Critical race theory is defined by the Encyclopedia Britannica as the concept in which race is a socially constructed category ingrained in American law intended to maintain social, economic, and political inequalities between whites and nonwhites. It holds that the U.S. society is inherently or systemically racist.
Texas joins states such as Florida, Idaho, Iowa, Oklahoma, and Tennessee that have adopted similar laws. More than a dozen other states are considering legislation.
The version signed by Abbott bans instruction of The New York Times' 1619 Project, which focuses on teaching about slavery and African American history.
The bill didn't use the term or address critical race theory, according to The Hill.
The law goes into effect Sept. 1, and includes a list of founding documents that Texas students must be taught. It also includes a list of additional historical documents written by women and people of color that House Democrats had added.
The Hill said Martin Luther King Jr's "Letter from a Birmingham Jail" and "I Have a Dream Speech" are included among the historical texts.

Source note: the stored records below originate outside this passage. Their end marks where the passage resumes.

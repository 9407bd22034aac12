//! Configuration loading, parsing, and validation.
//!
//! Configuration is optional. When a project has no `.trailhead.yml`, the
//! defaults describe a standard Node.js project: `node` ≥ 18, `pnpm`/`npm`/
//! `yarn`, `.env.example` → `.env`, and a `dist` build directory.
//!
//! # Example
//!
//! ```
//! use trailhead::config::{load_config, TrailheadConfig};
//! use tempfile::TempDir;
//! use std::fs;
//!
//! let temp = TempDir::new().unwrap();
//! fs::write(temp.path().join(".trailhead.yml"), "build_dir: build").unwrap();
//!
//! let config = load_config(temp.path(), None).unwrap();
//! assert_eq!(config.build_dir, std::path::PathBuf::from("build"));
//! assert_eq!(config.runtime, TrailheadConfig::default().runtime);
//! ```

pub mod loader;
pub mod schema;
pub mod validator;

pub use loader::{find_config_file, load_config, load_config_file, parse_config, CONFIG_FILE_NAMES};
pub use schema::{
    default_browser_paths, BrowserConfig, EnvFileConfig, RuntimeConfig, ScriptsConfig,
    TrailheadConfig,
};
pub use validator::validate;
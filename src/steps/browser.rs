//! Browser lookup.

use std::path::{Path, PathBuf};

use crate::config::BrowserConfig;

use super::outcome::StepOutcome;

/// Environment variable that points at a browser binary explicitly.
pub const BROWSER_PATH_ENV: &str = "CHROME_PATH";

/// Return the first existing path: the explicit override, then the
/// configured install locations in order.
pub fn locate_browser(config: &BrowserConfig, explicit: Option<&Path>) -> Option<PathBuf> {
    explicit
        .into_iter()
        .chain(config.paths.iter().map(PathBuf::as_path))
        .find(|path| path.exists())
        .map(Path::to_path_buf)
}

/// Look for the browser; absence is only a warning.
pub fn check_browser(config: &BrowserConfig, explicit: Option<&Path>) -> StepOutcome {
    match locate_browser(config, explicit) {
        Some(path) => StepOutcome::Completed(format!(
            "Found {} at {}",
            config.name,
            path.display()
        )),
        None => StepOutcome::Warning(format!(
            "{} was not found. Install it to load the development build, \
             or set {} to the browser executable.",
            config.name, BROWSER_PATH_ENV
        )),
    }
}
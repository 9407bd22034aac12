//! Runtime version gate.
//!
//! Runs `<runtime> --version`, pulls the first version number out of the
//! output, and compares it with the configured minimum.

use std::cmp::Ordering;
use std::fmt;
use std::path::Path;
use std::sync::LazyLock;

use regex::Regex;
use serde::{Deserialize, Serialize};

use crate::config::RuntimeConfig;
use crate::shell::{CommandLine, CommandOptions, CommandRunner};

use super::outcome::StepOutcome;

/// How a found version is compared with the minimum.
#[derive(Debug, Clone, Copy, PartialEq, Eq, Default, Serialize, Deserialize)]
#[serde(rename_all = "lowercase")]
pub enum VersionComparison {
    /// Component-wise integer comparison. Missing components count as 0.
    #[default]
    Numeric,
    /// Plain string comparison of the version text.
    ///
    /// Matches what older setup scripts did with `process.version`, and
    /// shares their flaw: `"9.0.0"` sorts after `"18.0.0"`.
    Lexical,
}

/// A version number such as `20.11.0`, without any leading `v`.
#[derive(Debug, Clone, PartialEq, Eq)]
pub struct RuntimeVersion {
    text: String,
    parts: Vec<u64>,
}

impl RuntimeVersion {
    /// Parse the first version number found in `input`.
    ///
    /// Accepts `v20.11.0`, `20.11`, `18`, or tool output like
    /// `node v20.11.0 (lts)`.
    pub fn parse(input: &str) -> Option<Self> {
        let text = extract_version(input)?;
        let parts = text
            .split('.')
            .map(|p| p.parse().ok())
            .collect::<Option<Vec<u64>>>()?;
        Some(Self { text, parts })
    }

    /// The version text, e.g. `20.11.0`.
    pub fn as_str(&self) -> &str {
        &self.text
    }

    /// Numeric components.
    pub fn parts(&self) -> &[u64] {
        &self.parts
    }

    /// Compare with another version using the given mode.
    pub fn compare(&self, other: &RuntimeVersion, mode: VersionComparison) -> Ordering {
        match mode {
            VersionComparison::Numeric => compare_numeric(&self.parts, &other.parts),
            VersionComparison::Lexical => self.text.cmp(&other.text),
        }
    }

    /// Whether this version is at least `minimum`.
    pub fn satisfies(&self, minimum: &RuntimeVersion, mode: VersionComparison) -> bool {
        self.compare(minimum, mode) != Ordering::Less
    }
}

impl fmt::Display for RuntimeVersion {
    fn fmt(&self, f: &mut fmt::Formatter<'_>) -> fmt::Result {
        f.write_str(&self.text)
    }
}

fn compare_numeric(a: &[u64], b: &[u64]) -> Ordering {
    let len = a.len().max(b.len());
    for i in 0..len {
        let l = a.get(i).copied().unwrap_or(0);
        let r = b.get(i).copied().unwrap_or(0);
        match l.cmp(&r) {
            Ordering::Equal => continue,
            other => return other,
        }
    }
    Ordering::Equal
}

static VERSION_PATTERN: LazyLock<Regex> =
    LazyLock::new(|| Regex::new(r"(\d+(?:\.\d+){0,2})").expect("version pattern is valid"));

/// Extract the first `N`, `N.N` or `N.N.N` version from command output.
pub fn extract_version(output: &str) -> Option<String> {
    VERSION_PATTERN
        .captures(output)
        .and_then(|caps| caps.get(1))
        .map(|m| m.as_str().to_string())
}

/// Check the installed runtime against the configured minimum.
pub fn check_runtime(
    config: &RuntimeConfig,
    runner: &dyn CommandRunner,
    project_root: &Path,
) -> StepOutcome {
    let Some(minimum) = RuntimeVersion::parse(&config.minimum_version) else {
        return StepOutcome::Fatal(format!(
            "Invalid minimum {} version '{}'",
            config.name, config.minimum_version
        ));
    };

    let command = CommandLine::new(&config.command, ["--version"]);
    let result = match runner.run(&command, &CommandOptions::captured(project_root)) {
        Ok(result) if result.success => result,
        Ok(result) => {
            return StepOutcome::Fatal(format!(
                "`{}` exited with code {}; is {} installed correctly?",
                command,
                result
                    .exit_code
                    .map(|c| c.to_string())
                    .unwrap_or_else(|| "unknown".to_string()),
                config.name
            ));
        }
        Err(e) if e.is_program_missing() => {
            return StepOutcome::Fatal(format!(
                "{} {} or higher is required, but `{}` was not found",
                config.name, minimum, config.command
            ));
        }
        Err(e) => {
            return StepOutcome::Fatal(format!(
                "Could not check the {} version: {}",
                config.name, e
            ));
        }
    };

    let Some(found) = RuntimeVersion::parse(&result.stdout) else {
        return StepOutcome::Fatal(format!(
            "Could not read a version from `{}` output: {}",
            command,
            result.stdout.trim()
        ));
    };

    tracing::debug!(
        "{} version {} (minimum {}, {:?} comparison)",
        config.name,
        found,
        minimum,
        config.comparison
    );

    if found.satisfies(&minimum, config.comparison) {
        StepOutcome::Completed(format!("{} v{}", config.name, found))
    } else {
        StepOutcome::Fatal(format!(
            "{} {} or higher is required. Current version: v{}",
            config.name, minimum, found
        ))
    }
}
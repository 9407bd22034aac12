//! Duration formatting.

use std::time::Duration;

/// Format a duration for display: `850ms`, `12.3s`, `2.5m`.
pub fn format_duration(d: Duration) -> String {
    let secs = d.as_secs_f64();
    if secs < 1.0 {
        format!("{}ms", d.as_millis())
    } else if secs < 60.0 {
        format!("{:.1}s", secs)
    } else {
        let mins = secs / 60.0;
        format!("{:.1}m", mins)
    }
}
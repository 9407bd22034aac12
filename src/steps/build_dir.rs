//! Build output directory.

use std::fs;
use std::path::Path;

use crate::error::Result;

use super::outcome::StepOutcome;

/// Make sure the build directory exists, creating parents as needed.
pub fn ensure_build_dir(project_root: &Path, build_dir: &Path) -> Result<StepOutcome> {
    let path = project_root.join(build_dir);

    if path.is_dir() {
        return Ok(StepOutcome::Skipped(format!(
            "{} already exists",
            build_dir.display()
        )));
    }

    fs::create_dir_all(&path)?;
    tracing::debug!("Created {}", path.display());

    Ok(StepOutcome::Completed(format!(
        "Created {} directory",
        build_dir.display()
    )))
}

#[cfg(test)]
mod tests {
    use super::*;
    use tempfile::TempDir;

    #[test]
    fn creates_missing_directory() {
        let temp = TempDir::new().unwrap();

        let outcome = ensure_build_dir(temp.path(), Path::new("dist")).unwrap();

        assert!(matches!(outcome, StepOutcome::Completed(_)));
        assert!(temp.path().join("dist").is_dir());
    }

    #[test]
    fn creates_intermediate_directories() {
        let temp = TempDir::new().unwrap();

        ensure_build_dir(temp.path(), Path::new("build/chrome/dev")).unwrap();

        assert!(temp.path().join("build/chrome/dev").is_dir());
    }

    #[test]
    fn existing_directory_is_left_alone() {
        let temp = TempDir::new().unwrap();
        fs::create_dir_all(temp.path().join("dist")).unwrap();
        fs::write(temp.path().join("dist/manifest.json"), "{}").unwrap();

        let first = ensure_build_dir(temp.path(), Path::new("dist")).unwrap();
        let second = ensure_build_dir(temp.path(), Path::new("dist")).unwrap();

        assert!(matches!(first, StepOutcome::Skipped(_)));
        assert_eq!(first, second);
        assert!(temp.path().join("dist/manifest.json").exists());
    }

    #[test]
    fn file_in_the_way_is_an_error() {
        let temp = TempDir::new().unwrap();
        fs::write(temp.path().join("dist"), "not a dir").unwrap();

        assert!(ensure_build_dir(temp.path(), Path::new("dist")).is_err());
    }
}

The law says schools cannot teach that "an individual should feel discomfort, guilt, anguish, or any other form of psychological distress on account of the individual 's race or sex," The Hill reported.
The legislation also mandates students be taught "the history of white supremacy, including but not limited to the institution of slavery, the eugenics movement, and the Ku Klux Klan, and the ways in which it is morally wrong," according to the Tribune.
It also prohibits students from earning credit or extra credit for participating in civic activities that include political activism.
The Dallas Morning News said the legislature approved the bill in the session's final days after hours of debate and procedural tussles.
Many educators and education advocacy groups opposed the bill, which states teachers cannot be compelled to discuss current events. If they do, they must "give deference to both sides."
"We've got a piece-of-junk legislation for us to work with," Pat Hardy, a Republican member of the State Board of Education and a former history teacher, told the Morning News.
Hardy had hoped Abbott would veto the legislation.
Critics say the law will result in less educated students, as honest conversations about race and racism in American society will be limited.
"The specific references by Republicans to banning Critical Race Theory and the 1619 Project make it clear that they want this to be a wedge issue for state and local political races," the Texas chapter of the American Federation of Teachers said in a statement in late May.
"The bill is part of a national movement by conservatives trying to sow a narrative of students being indoctrinated by teachers. Our members rightfully have expressed outrage against this insult of their professionalism to provide balanced conversations with students on controversial issues."
Supporters of House Bill 3979 argue they are trying to combat personal biases bleeding into public education. Concerns that teachers are unfairly blaming white people for historical wrongs and distorting the founding fathers' accomplishments were expressed during legislative debate.